1. Abend des 22.10.2012 / Vorabend des 23.10.2012

1.1. Kreuzung Max-Lange-Straße - Von-Ossietzky-Straße / Vier Halteverbotsschilder mit verschiedenen Datumsangaben in jede Richtung. Verbürgen kann ich mich für folgende Beschilderungen: Ostseite der Von-Ossietzky-Straße, Kehrtag 23.10.2012; Südseite der Max-Lange-Straße, Kehrtag 25.10.2012.
Die Westseite der Von-Ossietzky-Straße und die Nordseite der Max-Lange-Straße sollten noch später gekehrt werden.

1.2. Da mein Fahrzeug regelmäßig auf der Von-Ossietzky-Straße (Ostseite) steht, parkte ich am Abend des 22.10.2012 von der Ossietzky-Straße zur Max-Lange-Straße (Südseite) um, da diese ja erst am 25.10.2012 gekehrt werden sollte. (Ich vergewisserte mich über die Beschilderung 25.10.).
Ich stand nun im Abschnitt zwischen Dr.-Friedrich-Straße und Von-Ossietzky-Straße. Damit hatte ich auf die Ankündigung einer Straßenreinigungsaktion reagiert, und keinesfalls die Absicht die Kehraktion zu behindern bzw. eine Verwarnung zu riskieren.

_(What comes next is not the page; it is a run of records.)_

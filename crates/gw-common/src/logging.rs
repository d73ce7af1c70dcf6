//! Logging configuration and initialization
//!
//! Every GeneWeaver binary sets up `tracing` through this module so that log
//! output looks the same across components. Supported:
//!
//! - console, file, or both as output targets
//! - text or JSON formatting
//! - daily rotating log files through `tracing-appender`
//! - per-module filter directives (`sqlx=warn,tower_http=debug`)
//!
//! Use the `tracing` macros (`debug!`, `info!`, `warn!`, `error!`) with
//! structured fields instead of printing:
//!
//! ```rust,ignore
//! info!(geneset_id = gs_id, gene_id_type = %gdb, "Resolving geneset values");
//! ```
//!
//! # Example
//!
//! ```no_run
//! use gw_common::logging::{init_logging, LogConfig};
//!
//! fn main() -> anyhow::Result<()> {
//!     let config = LogConfig::from_env()?;
//!     let _guard = init_logging(&config)?;
//!     tracing::info!("GeneWeaver API starting");
//!     Ok(())
//! }
//! ```

use anyhow::{Context, Result};
use serde::{Deserialize, Serialize};
use std::path::PathBuf;
use tracing::Level;
use tracing_appender::non_blocking::WorkerGuard;
use tracing_subscriber::{
    fmt::{self, format::FmtSpan, MakeWriter},
    layer::SubscriberExt,
    registry::Registry,
    util::SubscriberInitExt,
    EnvFilter, Layer,
};

type BoxedLayer = Box<dyn Layer<Registry> + Send + Sync>;

/// Minimum severity written to the log
#[derive(Debug, Clone, Copy, PartialEq, Eq, Serialize, Deserialize, Default)]
#[serde(rename_all = "lowercase")]
pub enum LogLevel {
    Trace,
    Debug,
    #[default]
    Info,
    Warn,
    Error,
}

impl LogLevel {
    pub fn to_tracing_level(self) -> Level {
        match self {
            LogLevel::Trace => Level::TRACE,
            LogLevel::Debug => Level::DEBUG,
            LogLevel::Info => Level::INFO,
            LogLevel::Warn => Level::WARN,
            LogLevel::Error => Level::ERROR,
        }
    }

    fn as_str(self) -> &'static str {
        match self {
            LogLevel::Trace => "trace",
            LogLevel::Debug => "debug",
            LogLevel::Info => "info",
            LogLevel::Warn => "warn",
            LogLevel::Error => "error",
        }
    }
}

impl std::str::FromStr for LogLevel {
    type Err = anyhow::Error;

    fn from_str(s: &str) -> std::result::Result<Self, Self::Err> {
        match s.trim().to_lowercase().as_str() {
            "trace" => Ok(LogLevel::Trace),
            "debug" => Ok(LogLevel::Debug),
            "info" => Ok(LogLevel::Info),
            "warn" | "warning" => Ok(LogLevel::Warn),
            "error" | "critical" => Ok(LogLevel::Error),
            other => Err(anyhow::anyhow!("Invalid log level: {}", other)),
        }
    }
}

impl std::fmt::Display for LogLevel {
    fn fmt(&self, f: &mut std::fmt::Formatter<'_>) -> std::fmt::Result {
        f.write_str(self.as_str())
    }
}

/// Where log lines go
#[derive(Debug, Clone, Copy, PartialEq, Eq, Serialize, Deserialize, Default)]
#[serde(rename_all = "lowercase")]
pub enum LogOutput {
    #[default]
    Console,
    File,
    Both,
}

impl LogOutput {
    fn writes_console(self) -> bool {
        matches!(self, LogOutput::Console | LogOutput::Both)
    }

    fn writes_file(self) -> bool {
        matches!(self, LogOutput::File | LogOutput::Both)
    }
}

impl std::str::FromStr for LogOutput {
    type Err = anyhow::Error;

    fn from_str(s: &str) -> std::result::Result<Self, Self::Err> {
        match s.trim().to_lowercase().as_str() {
            "console" | "stdout" => Ok(LogOutput::Console),
            "file" => Ok(LogOutput::File),
            "both" | "all" => Ok(LogOutput::Both),
            other => Err(anyhow::anyhow!("Invalid log output: {}", other)),
        }
    }
}

/// Line format
#[derive(Debug, Clone, Copy, PartialEq, Eq, Serialize, Deserialize, Default)]
#[serde(rename_all = "lowercase")]
pub enum LogFormat {
    #[default]
    Text,
    Json,
}

impl std::str::FromStr for LogFormat {
    type Err = anyhow::Error;

    fn from_str(s: &str) -> std::result::Result<Self, Self::Err> {
        match s.trim().to_lowercase().as_str() {
            "text" | "pretty" => Ok(LogFormat::Text),
            "json" => Ok(LogFormat::Json),
            other => Err(anyhow::anyhow!("Invalid log format: {}", other)),
        }
    }
}

/// Logging configuration
#[derive(Debug, Clone, Serialize, Deserialize)]
pub struct LogConfig {
    pub level: LogLevel,
    pub output: LogOutput,
    pub format: LogFormat,

    /// Directory for rotated log files, used when `output` includes a file
    pub log_dir: PathBuf,

    /// File name prefix, `gw-server` -> `gw-server.2024-01-18`
    pub log_file_prefix: String,

    /// Extra directives appended to the level filter, e.g. `sqlx=warn`
    pub filter_directives: Option<String>,

    pub include_location: bool,
    pub include_thread_ids: bool,
    pub include_targets: bool,
}

impl Default for LogConfig {
    fn default() -> Self {
        Self {
            level: LogLevel::Info,
            output: LogOutput::Console,
            format: LogFormat::Text,
            log_dir: PathBuf::from("./logs"),
            log_file_prefix: "gw-server".to_string(),
            filter_directives: Some("sqlx=warn".to_string()),
            include_location: false,
            include_thread_ids: false,
            include_targets: true,
        }
    }
}

impl LogConfig {
    pub fn new() -> Self {
        Self::default()
    }

    /// Load configuration from environment variables
    ///
    /// - `LOG_LEVEL`: trace, debug, info, warn, error
    /// - `LOG_OUTPUT`: console, file, both
    /// - `LOG_FORMAT`: text, json
    /// - `LOG_DIR`, `LOG_FILE_PREFIX`, `LOG_FILTER`
    /// - `LOG_INCLUDE_LOCATION`, `LOG_INCLUDE_THREAD_IDS`, `LOG_INCLUDE_TARGETS`
    pub fn from_env() -> Result<Self> {
        Self::from_lookup(|key| std::env::var(key).ok())
    }

    fn from_lookup(lookup: impl Fn(&str) -> Option<String>) -> Result<Self> {
        let mut config = Self::default();

        if let Some(level) = lookup("LOG_LEVEL") {
            config.level = level.parse()?;
        }
        if let Some(output) = lookup("LOG_OUTPUT") {
            config.output = output.parse()?;
        }
        if let Some(format) = lookup("LOG_FORMAT") {
            config.format = format.parse()?;
        }
        if let Some(dir) = lookup("LOG_DIR") {
            config.log_dir = PathBuf::from(dir);
        }
        if let Some(prefix) = lookup("LOG_FILE_PREFIX") {
            config.log_file_prefix = prefix;
        }
        if let Some(filter) = lookup("LOG_FILTER") {
            config.filter_directives = Some(filter).filter(|f| !f.trim().is_empty());
        }
        if let Some(val) = lookup("LOG_INCLUDE_LOCATION") {
            config.include_location = val.parse().unwrap_or(false);
        }
        if let Some(val) = lookup("LOG_INCLUDE_THREAD_IDS") {
            config.include_thread_ids = val.parse().unwrap_or(false);
        }
        if let Some(val) = lookup("LOG_INCLUDE_TARGETS") {
            config.include_targets = val.parse().unwrap_or(true);
        }

        Ok(config)
    }

    pub fn builder() -> LogConfigBuilder {
        LogConfigBuilder::default()
    }

    fn env_filter(&self) -> Result<EnvFilter> {
        let mut filter = EnvFilter::builder()
            .with_default_directive(self.level.to_tracing_level().into())
            .from_env_lossy();

        if let Some(ref directives) = self.filter_directives {
            for directive in directives.split(',').map(str::trim).filter(|d| !d.is_empty()) {
                filter = filter.add_directive(
                    directive
                        .parse()
                        .with_context(|| format!("Failed to parse filter directive '{}'", directive))?,
                );
            }
        }

        Ok(filter)
    }

    fn fmt_layer<W>(&self, writer: W, ansi: bool) -> BoxedLayer
    where
        W: for<'w> MakeWriter<'w> + Send + Sync + 'static,
    {
        let layer = fmt::layer()
            .with_writer(writer)
            .with_target(self.include_targets)
            .with_thread_ids(self.include_thread_ids)
            .with_file(self.include_location)
            .with_line_number(self.include_location)
            .with_span_events(FmtSpan::CLOSE)
            .with_ansi(ansi);

        match self.format {
            LogFormat::Text => layer.boxed(),
            LogFormat::Json => layer.json().boxed(),
        }
    }
}

#[derive(Default)]
pub struct LogConfigBuilder {
    config: LogConfig,
}

impl LogConfigBuilder {
    pub fn level(mut self, level: LogLevel) -> Self {
        self.config.level = level;
        self
    }

    pub fn output(mut self, output: LogOutput) -> Self {
        self.config.output = output;
        self
    }

    pub fn format(mut self, format: LogFormat) -> Self {
        self.config.format = format;
        self
    }

    pub fn log_dir(mut self, dir: impl Into<PathBuf>) -> Self {
        self.config.log_dir = dir.into();
        self
    }

    pub fn log_file_prefix(mut self, prefix: impl Into<String>) -> Self {
        self.config.log_file_prefix = prefix.into();
        self
    }

    pub fn filter_directives(mut self, filter: impl Into<String>) -> Self {
        self.config.filter_directives = Some(filter.into());
        self
    }

    pub fn include_location(mut self, include: bool) -> Self {
        self.config.include_location = include;
        self
    }

    pub fn build(self) -> LogConfig {
        self.config
    }
}

/// Install the global tracing subscriber.
///
/// Call once at startup. When file output is enabled the returned guard
/// flushes the background writer on drop, so keep it alive in `main`.
pub fn init_logging(config: &LogConfig) -> Result<Option<WorkerGuard>> {
    let filter = config.env_filter()?;
    let mut layers: Vec<BoxedLayer> = Vec::new();
    let mut guard = None;

    if config.output.writes_console() {
        layers.push(config.fmt_layer(std::io::stdout, true));
    }

    if config.output.writes_file() {
        std::fs::create_dir_all(&config.log_dir).with_context(|| {
            format!("Failed to create log directory {}", config.log_dir.display())
        })?;
        let appender = tracing_appender::rolling::daily(&config.log_dir, &config.log_file_prefix);
        let (writer, file_guard) = tracing_appender::non_blocking(appender);
        layers.push(config.fmt_layer(writer, false));
        guard = Some(file_guard);
    }

    tracing_subscriber::registry()
        .with(layers)
        .with(filter)
        .try_init()
        .context("Global tracing subscriber already installed")?;

    Ok(guard)
}

#[cfg(test)]
#[allow(clippy::unwrap_used, clippy::expect_used)]
mod tests {
    use super::*;
    use std::collections::HashMap;

    fn lookup_from(pairs: &[(&str, &str)]) -> impl Fn(&str) -> Option<String> {
        let map: HashMap<String, String> = pairs
            .iter()
            .map(|(k, v)| (k.to_string(), v.to_string()))
            .collect();
        move |key| map.get(key).cloned()
    }

    #[test]
    fn test_log_level_from_str() {
        assert_eq!("trace".parse::<LogLevel>().unwrap(), LogLevel::Trace);
        assert_eq!("DEBUG".parse::<LogLevel>().unwrap(), LogLevel::Debug);
        assert_eq!("warning".parse::<LogLevel>().unwrap(), LogLevel::Warn);
        assert_eq!("CRITICAL".parse::<LogLevel>().unwrap(), LogLevel::Error);
        assert!("loud".parse::<LogLevel>().is_err());
    }

    #[test]
    fn test_output_targets() {
        assert!(LogOutput::Both.writes_console());
        assert!(LogOutput::Both.writes_file());
        assert!(!"console".parse::<LogOutput>().unwrap().writes_file());
        assert!(!"file".parse::<LogOutput>().unwrap().writes_console());
    }

    #[test]
    fn test_from_lookup_reads_all_keys() {
        let config = LogConfig::from_lookup(lookup_from(&[
            ("LOG_LEVEL", "debug"),
            ("LOG_OUTPUT", "both"),
            ("LOG_FORMAT", "json"),
            ("LOG_DIR", "/var/log/geneweaver"),
            ("LOG_FILE_PREFIX", "api"),
            ("LOG_FILTER", ""),
            ("LOG_INCLUDE_LOCATION", "true"),
        ]))
        .unwrap();

        assert_eq!(config.level, LogLevel::Debug);
        assert_eq!(config.output, LogOutput::Both);
        assert_eq!(config.format, LogFormat::Json);
        assert_eq!(config.log_dir, PathBuf::from("/var/log/geneweaver"));
        assert_eq!(config.log_file_prefix, "api");
        assert!(config.filter_directives.is_none());
        assert!(config.include_location);
    }

    #[test]
    fn test_from_lookup_rejects_bad_level() {
        assert!(LogConfig::from_lookup(lookup_from(&[("LOG_LEVEL", "verbose")])).is_err());
    }

    #[test]
    fn test_env_filter_rejects_malformed_directive() {
        let config = LogConfig::builder().filter_directives("sqlx=notalevel").build();
        assert!(config.env_filter().is_err());
    }

    #[test]
    fn test_builder() {
        let config = LogConfig::builder()
            .level(LogLevel::Warn)
            .output(LogOutput::File)
            .format(LogFormat::Json)
            .log_dir(tempfile::tempdir().unwrap().path())
            .log_file_prefix("batch")
            .build();

        assert_eq!(config.level, LogLevel::Warn);
        assert_eq!(config.output, LogOutput::File);
        assert_eq!(config.log_file_prefix, "batch");
    }
}
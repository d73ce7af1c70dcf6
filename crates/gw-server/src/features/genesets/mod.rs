//! Genesets: listing, detail, values and curation
//!
//! Listing is open to anonymous callers (public tiers only). Detail
//! endpoints require an identified caller who may read the geneset;
//! threshold changes require ownership and term annotation requires
//! ownership or a curator role.

pub mod access;
pub mod commands;
pub mod queries;
pub mod routes;
pub mod values;

pub use access::{determine_access, readable_geneset, AccessScope};
pub use routes::genesets_routes;
pub use values::{resolve_values, ValueSource};
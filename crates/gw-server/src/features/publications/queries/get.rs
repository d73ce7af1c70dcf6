use serde::{Deserialize, Serialize};

use crate::error::{ServiceError, ServiceResult};
use crate::features::shared::validate_pubmed_id;
use crate::store::{Publication, PublicationStore};

/// Query string of `GET /publications/:id`.
#[derive(Debug, Clone, Default, Serialize, Deserialize)]
pub struct GetPublicationQuery {
    /// Treat the path id as a PubMed id; defaults to true
    pub as_pubmed_id: Option<bool>,
}

#[tracing::instrument(skip(store))]
pub async fn handle<S: PublicationStore + ?Sized>(
    store: &S,
    id: &str,
    query: GetPublicationQuery,
) -> ServiceResult<Publication> {
    let id = id.trim();

    let found = if query.as_pubmed_id.unwrap_or(true) {
        validate_pubmed_id(id).map_err(ServiceError::validation)?;
        store.publication_by_pubmed_id(id).await?
    } else {
        let internal: i64 = id
            .parse()
            .map_err(|_| ServiceError::validation(format!("'{}' is not a publication id", id)))?;
        store.publication_by_id(internal).await?
    };

    found.ok_or_else(|| ServiceError::not_found("Publication", id))
}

1.3. Nachdem ich mein Fahrzeug auf der Max-Lange-Straße abgestellt hatte, gab es keine weiteren Parkflächen in diesem Abschnitt. Alles war zugeparkt.

2. 23.10.2012


2.1. Gegen 11 Uhr registrierte ich einen Verwarnzettel unter dem Scheibenwischer

2.2. Ich begutachtete die noch vorhandene Beschilderung. Es stand tatsächlich 23.10. auf dem Schild.

2.3. Sofortige telefonische Kontaktaufnahme meinerseits mit dem Ordnungsamt. Man konnte mir nicht weiterhelfen, da der Computer streikte.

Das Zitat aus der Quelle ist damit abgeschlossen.